[Collected data entries]
//! Interfaces to the optimizer's external collaborators.
//!
//! The bundler, the scanner and the dev server are seams, not modules: the
//! optimizer drives them through object-safe traits and never observes
//! their internals. Collaborators report failures as `anyhow` errors; the
//! optimizer wraps those into its own typed variants at the call sites.

use crate::metadata::{DepInfo, ExportsData, OptimizerMetadata};
use async_trait::async_trait;
use indexmap::IndexMap;
use kiln_config::OptimizerConfig;
use serde::{Deserialize, Serialize};
use std::path::{Path, PathBuf};

/// Result of one bundler invocation.
///
/// The new bundle lands in a staging area; nothing the server can observe
/// changes until [`BundleTransaction::commit`] runs.
pub struct BundleOutcome {
    /// Metadata describing the staged bundle set.
    pub metadata: OptimizerMetadata,

    /// Handle that makes the staged bundle canonical, or discards it.
    pub transaction: Box<dyn BundleTransaction>,
}

/// Commit/cancel handle for a staged bundle.
///
/// Consuming `self` makes commit and cancel mutually exclusive by
/// construction; dropping the transaction without calling either is
/// equivalent to a cancel.
#[async_trait]
pub trait BundleTransaction: Send {
    /// Make the staged bundle directory the canonical one.
    async fn commit(self: Box<Self>) -> anyhow::Result<()>;

    /// Discard the staged bundle directory.
    async fn cancel(self: Box<Self>) -> anyhow::Result<()>;
}

/// The bundler collaborator.
#[async_trait]
pub trait DepBundler: Send + Sync {
    /// Bundle `deps` into a staged cache directory.
    ///
    /// `deps` preserves discovery insertion order; output must be
    /// deterministic for a given order.
    async fn bundle(
        &self,
        config: &OptimizerConfig,
        deps: IndexMap<String, DepInfo>,
        ssr: bool,
    ) -> anyhow::Result<BundleOutcome>;

    /// Extract the exports summary of a module source.
    async fn extract_exports(&self, src: &Path, ssr: bool) -> anyhow::Result<ExportsData>;
}

/// The static scanner collaborator.
///
/// Walks user source and produces the initial set of candidate
/// dependencies as `id → resolved source` pairs.
#[async_trait]
pub trait DepScanner: Send + Sync {
    async fn discover(
        &self,
        config: &OptimizerConfig,
        session_timestamp: &str,
    ) -> anyhow::Result<IndexMap<String, PathBuf>>;
}

/// Messages the optimizer pushes to connected browsers.
#[derive(Debug, Clone, PartialEq, Eq, Serialize, Deserialize)]
#[serde(tag = "type", rename_all = "kebab-case")]
pub enum ServerEvent {
    /// Discard all browser module state and reload.
    FullReload { path: String },
}

impl ServerEvent {
    /// The reload broadcast sent after a reload-requiring commit.
    pub fn full_reload() -> Self {
        ServerEvent::FullReload {
            path: "*".to_string(),
        }
    }
}

/// The dev server collaborator.
#[async_trait]
pub trait ServerLink: Send + Sync {
    /// Invalidate the server-side module graph.
    fn invalidate_module_graph(&self);

    /// Broadcast an event to all connected clients.
    async fn broadcast(&self, event: ServerEvent);
}
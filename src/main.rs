use std::sync::Arc;
use std::time::Duration;
use tracing_subscriber::{layer::SubscriberExt, util::SubscriberInitExt};

use readwise_relay::controllers::save::SaveController;
use readwise_relay::infrastructure::config::{Config, LogFormat};
use readwise_relay::infrastructure::http::start_http_server;
use readwise_relay::infrastructure::readwise::ReadwiseClient;

#[tokio::main]
async fn main() -> Result<(), Box<dyn std::error::Error>> {
    // Load configuration
    let config = Config::from_env()?;

    // Initialize logging
    init_logging(&config);

    tracing::info!(
        "Starting Readwise save relay on {}:{}",
        config.host,
        config.port
    );

    if config.readwise_api_token.is_empty() {
        tracing::warn!(
            "READWISE_API_TOKEN is not set; save requests will fail until it is configured"
        );
    }

    let config = Arc::new(config);

    let readwise_client = Arc::new(ReadwiseClient::new(
        config.readwise_api_url.clone(),
        config.readwise_api_token.clone(),
        Duration::from_millis(config.readwise_timeout_ms),
    ));

    let save_controller = Arc::new(SaveController::new(readwise_client, config.clone()));

    // Start HTTP server
    start_http_server(config, save_controller).await?;

    Ok(())
}

fn init_logging(config: &Config) {
    if config.log_format == LogFormat::Json {
        tracing_subscriber::registry()
            .with(
                tracing_subscriber::EnvFilter::try_from_default_env()
                    .unwrap_or_else(|_| "readwise_relay=debug,tower_http=debug".into()),
            )
            .with(tracing_subscriber::fmt::layer().json())
            .init();
    } else {
        tracing_subscriber::registry()
            .with(
                tracing_subscriber::EnvFilter::try_from_default_env()
                    .unwrap_or_else(|_| "readwise_relay=debug,tower_http=debug".into()),
            )
            .with(tracing_subscriber::fmt::layer().pretty())
            .init();
    }
}
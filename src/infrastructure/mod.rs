pub mod config;
pub mod http;
pub mod readwise;
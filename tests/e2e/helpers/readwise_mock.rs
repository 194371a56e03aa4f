use axum::{
    extract::State,
    http::{HeaderMap, StatusCode},
    response::IntoResponse,
    routing::post,
    Json, Router,
};
use serde_json::{json, Value};
use std::sync::{Arc, Mutex};
use std::time::Duration;
use tokio::net::TcpListener;

/// A stand-in Readwise save API. Records every request it receives and
/// answers with a configurable status, body and optional delay.
pub struct ReadwiseMock {
    /// Full URL of the mock save endpoint
    pub url: String,
    state: Arc<MockState>,
}

#[derive(Clone)]
pub struct RecordedSave {
    pub authorization: Option<String>,
    pub body: Value,
}

struct MockBehaviour {
    status: StatusCode,
    body: Value,
    delay: Option<Duration>,
}

struct MockState {
    requests: Mutex<Vec<RecordedSave>>,
    behaviour: Mutex<MockBehaviour>,
}

impl ReadwiseMock {
    pub async fn spawn() -> Self {
        let state = Arc::new(MockState {
            requests: Mutex::new(Vec::new()),
            behaviour: Mutex::new(MockBehaviour {
                status: StatusCode::OK,
                body: json!({"id": 1, "url": "https://read.readwise.io/read/01"}),
                delay: None,
            }),
        });

        let app = Router::new()
            .route("/api/v3/save/", post(handle_save))
            .with_state(state.clone());

        let listener = TcpListener::bind("127.0.0.1:0")
            .await
            .expect("Failed to bind mock listener");
        let addr = listener.local_addr().expect("Failed to get local addr");

        tokio::spawn(async move {
            axum::serve(listener, app).await.unwrap();
        });

        Self {
            url: format!("http://{}/api/v3/save/", addr),
            state,
        }
    }

    /// Make the mock answer every save call with this status and body
    pub fn respond_with(&self, status: StatusCode, body: Value) {
        let mut behaviour = self.state.behaviour.lock().unwrap();
        behaviour.status = status;
        behaviour.body = body;
    }

    /// Make the mock sit on every save call for this long before answering
    pub fn delay_responses(&self, delay: Duration) {
        self.state.behaviour.lock().unwrap().delay = Some(delay);
    }

    pub fn recorded_saves(&self) -> Vec<RecordedSave> {
        self.state.requests.lock().unwrap().clone()
    }
}

async fn handle_save(
    State(state): State<Arc<MockState>>,
    headers: HeaderMap,
    Json(body): Json<Value>,
) -> impl IntoResponse {
    let authorization = headers
        .get("authorization")
        .and_then(|v| v.to_str().ok())
        .map(String::from);

    state
        .requests
        .lock()
        .unwrap()
        .push(RecordedSave {
            authorization,
            body,
        });

    let (status, body, delay) = {
        let behaviour = state.behaviour.lock().unwrap();
        (behaviour.status, behaviour.body.clone(), behaviour.delay)
    };

    if let Some(delay) = delay {
        tokio::time::sleep(delay).await;
    }

    (status, Json(body))
}
// End-to-end tests for the Readwise save relay.
//
// Each test spawns the relay on an ephemeral port together with its own mock
// Readwise upstream, so tests run in parallel without sharing any state. The
// mock records every save call it receives (body and Authorization header)
// and can be told to answer with an error status or to delay its response
// past the relay's timeout.
pub mod controllers;
pub mod error;
pub mod infrastructure;
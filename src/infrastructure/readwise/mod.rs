use serde::Serialize;
use serde_json::Value;
use std::time::Duration;

use crate::error::{AppError, AppResult};

pub const READWISE_SAVE_URL: &str = "https://readwise.io/api/v3/save/";

/// Body of the save call forwarded to Readwise Reader
#[derive(Debug, Serialize)]
pub struct SaveArticleRequest {
    pub url: String,
    pub title: String,
    pub source: String,
}

pub struct ReadwiseClient {
    api_url: String,
    token: String,
    timeout: Duration,
    http_client: reqwest::Client,
}

impl ReadwiseClient {
    pub fn new(api_url: String, token: String, timeout: Duration) -> Self {
        Self {
            api_url,
            token,
            timeout,
            http_client: reqwest::Client::new(),
        }
    }

    /// Save one article to Readwise Reader. The call is made at most once;
    /// failures map into the relay's error taxonomy without retrying.
    pub async fn save_article(&self, request: &SaveArticleRequest) -> AppResult<()> {
        let response = self
            .http_client
            .post(&self.api_url)
            .header("Authorization", format!("Token {}", self.token))
            .timeout(self.timeout)
            .json(request)
            .send()
            .await
            .map_err(|e| {
                if e.is_timeout() || e.is_connect() {
                    AppError::UpstreamUnreachable
                } else {
                    AppError::RequestSetup(e.to_string())
                }
            })?;

        let status = response.status();
        if !status.is_success() {
            let body = response
                .text()
                .await
                .unwrap_or_else(|_| "Unknown error".to_string());
            // Forward the upstream body as JSON when it parses, verbatim otherwise.
            let details = serde_json::from_str(&body).unwrap_or(Value::String(body));
            return Err(AppError::Upstream {
                status: status.as_u16(),
                details,
            });
        }

        Ok(())
    }
}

→ **What is expected**:
Across the records above, tally the lines that contain "every" and give the result as a number alone.

→ **Answer box**:
4